Abstract

The establishment of large video affective content analysis datasets, such as LIRIS-ACCEDE, opens up the possibility of utilizing the massive representation power of deep neural networks (DNNs) to model the complex process of eliciting affective responses from video viewers. However, label noise in these datasets poses a considerable challenge to both the training and evaluation of DNNs. The optimization of DNNs requires stochastic gradient descent (SGD), but label noise in the training set leads to an inaccurate estimate of the gradient, which may cause the model to converge to a nonoptima. In addition, label noise in the test set renders the results of model evaluation untrustworthy. In this article, we propose a multimodal deep quality embedding network (MMDQEN) for affective video content analysis.

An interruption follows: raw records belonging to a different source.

//! Per-tournament tabulation.
//!
//! Turns the parsed games of one tournament into win/draw/loss tallies
//! per player, ready to be merged into a team table.

use crate::models::{GameRecord, PlayerTally, TournamentTable};

/// Outcome of tabulating one tournament.
#[derive(Debug, Clone, PartialEq)]
pub enum Tabulation {
    /// The tournament had no parsable games; nothing to merge.
    NoData,
    /// Tallies for every player that appears in at least one game.
    Table(TournamentTable),
}

/// Tally wins, draws and losses for every player in `games`.
pub fn tabulate(games: &[GameRecord]) -> Tabulation {
    if games.is_empty() {
        return Tabulation::NoData;
    }

    let mut table = TournamentTable::new();
    for game in games {
        match game.decisive() {
            Some((winner, loser)) => {
                table.entry(winner.to_string()).or_default().wins += 1;
                table.entry(loser.to_string()).or_default().losses += 1;
            }
            None => {
                table.entry(game.white.clone()).or_default().draws += 1;
                table.entry(game.black.clone()).or_default().draws += 1;
            }
        }
    }

    Tabulation::Table(table)
}
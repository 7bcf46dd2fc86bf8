//! PGN game parsing.
//!
//! Only the tag-pair header of each game is read: the two player names
//! and the result. Movetext is ignored.

use std::sync::LazyLock;

use regex::Regex;
use thiserror::Error;
use tracing::debug;

use crate::models::{GameRecord, GameResult};

/// Separator Lichess puts between games in a multi-game PGN export.
pub const GAME_SEPARATOR: &str = "\n\n\n";

static TAG_PAIR: LazyLock<Regex> =
    LazyLock::new(|| Regex::new(r#"(?m)^\[([A-Za-z0-9_]+)\s+"((?:[^"\\]|\\.)*)"\]\s*$"#).unwrap());

/// Errors for a single malformed game.
#[derive(Debug, Error, PartialEq, Eq)]
pub enum ParseError {
    #[error("Missing or empty [{0}] tag")]
    MissingTag(&'static str),

    #[error("Unknown result token: {0:?}")]
    UnknownResult(String),
}

/// Split a multi-game PGN export into per-game blocks, dropping empty ones.
pub fn split_games(body: &str) -> Vec<String> {
    body.replace("\r\n", "\n")
        .split(GAME_SEPARATOR)
        .map(str::trim)
        .filter(|block| !block.is_empty())
        .map(str::to_string)
        .collect()
}

/// Parse one game's headers into a [`GameRecord`].
pub fn parse_game(pgn: &str) -> Result<GameRecord, ParseError> {
    let mut white = None;
    let mut black = None;
    let mut result = None;

    for caps in TAG_PAIR.captures_iter(pgn) {
        let value = unescape(&caps[2]);
        match &caps[1] {
            "White" => white = Some(value),
            "Black" => black = Some(value),
            "Result" => result = Some(value),
            _ => {}
        }
    }

    let white = white
        .filter(|s| !s.is_empty())
        .ok_or(ParseError::MissingTag("White"))?;
    let black = black
        .filter(|s| !s.is_empty())
        .ok_or(ParseError::MissingTag("Black"))?;
    let result: GameResult = result.ok_or(ParseError::MissingTag("Result"))?.parse()?;

    Ok(GameRecord::new(&white, &black, result))
}

/// Parse every block, skipping the ones that fail.
pub fn parse_games<S: AsRef<str>>(blocks: &[S]) -> Vec<GameRecord> {
    let mut games = Vec::with_capacity(blocks.len());
    for (i, block) in blocks.iter().enumerate() {
        match parse_game(block.as_ref()) {
            Ok(game) => games.push(game),
            Err(e) => debug!("Skipping game #{}: {}", i + 1, e),
        }
    }
    games
}

fn unescape(value: &str) -> String {
    let mut out = String::with_capacity(value.len());
    let mut chars = value.chars();
    while let Some(c) = chars.next() {
        if c == '\\' {
            if let Some(next) = chars.next() {
                out.push(next);
            }
        } else {
            out.push(c);
        }
    }
    out
}
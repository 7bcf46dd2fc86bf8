//! Core data models for the leaderboard bot.

mod game;
mod ids;
mod stats;

pub use game::*;
pub use ids::*;
pub use stats::*;
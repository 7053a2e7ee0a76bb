use anyhow::Result;

use crate::backend::{BackendGateway, CloudBackend, LocalBackend};
use crate::config::{BackendKind, Config};

/// Print a status table for both backends: configuration, reachability,
/// and the number of models each endpoint reports.
pub async fn list_backends(config: &Config) -> Result<()> {
    println!("{:<10} {:<40} {}", "BACKEND", "STATUS", "MODELS");

    let local = LocalBackend::new(&config.backend);
    match local {
        Ok(gateway) => print_row("local", &gateway).await,
        Err(e) => println!("{:<10} {:<40} -", "local", format!("ERROR ({})", e)),
    }

    match CloudBackend::new(&config.backend) {
        Ok(gateway) => print_row("cloud", &gateway).await,
        Err(_) => println!("{:<10} {:<40} -", "cloud", "NOT CONFIGURED (no credential)"),
    }

    println!();
    println!("active: {}", config.backend.kind.as_str());
    if config.backend.kind == BackendKind::Local {
        println!("local url: {}", config.backend.local_url);
    }
    Ok(())
}

async fn print_row(name: &str, gateway: &dyn BackendGateway) {
    match gateway.health().await {
        Ok(models) => println!("{:<10} {:<40} {}", name, "OK", models.len()),
        Err(e) => println!("{:<10} {:<40} -", name, format!("UNAVAILABLE ({})", e.code())),
    }
}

Specifically, MMDQEN can infer the latent label and label quality from the noisy training samples so that cleaner supervision signals are provided to the DNN-based affective classifier, and a tractable objective for MMDQEN is derived with variational inference and conditional independence assumption. In addition, to avoid model evaluation bias incurred by the annotation noise in the test set, new test sets based on the original LIRIS-ACCEDE database, which we name LIRIS-ACCEDE-RANK, are established where the samples are ranked according to their label uncertainty level, with corresponding evaluation metrics introduced accordingly to further reveal the performance of different models. Experiments conducted on both the LIRIS-ACCEDE and the LIRIS-ACCEDE-RANK datasets demonstrate the effectiveness of the proposed method.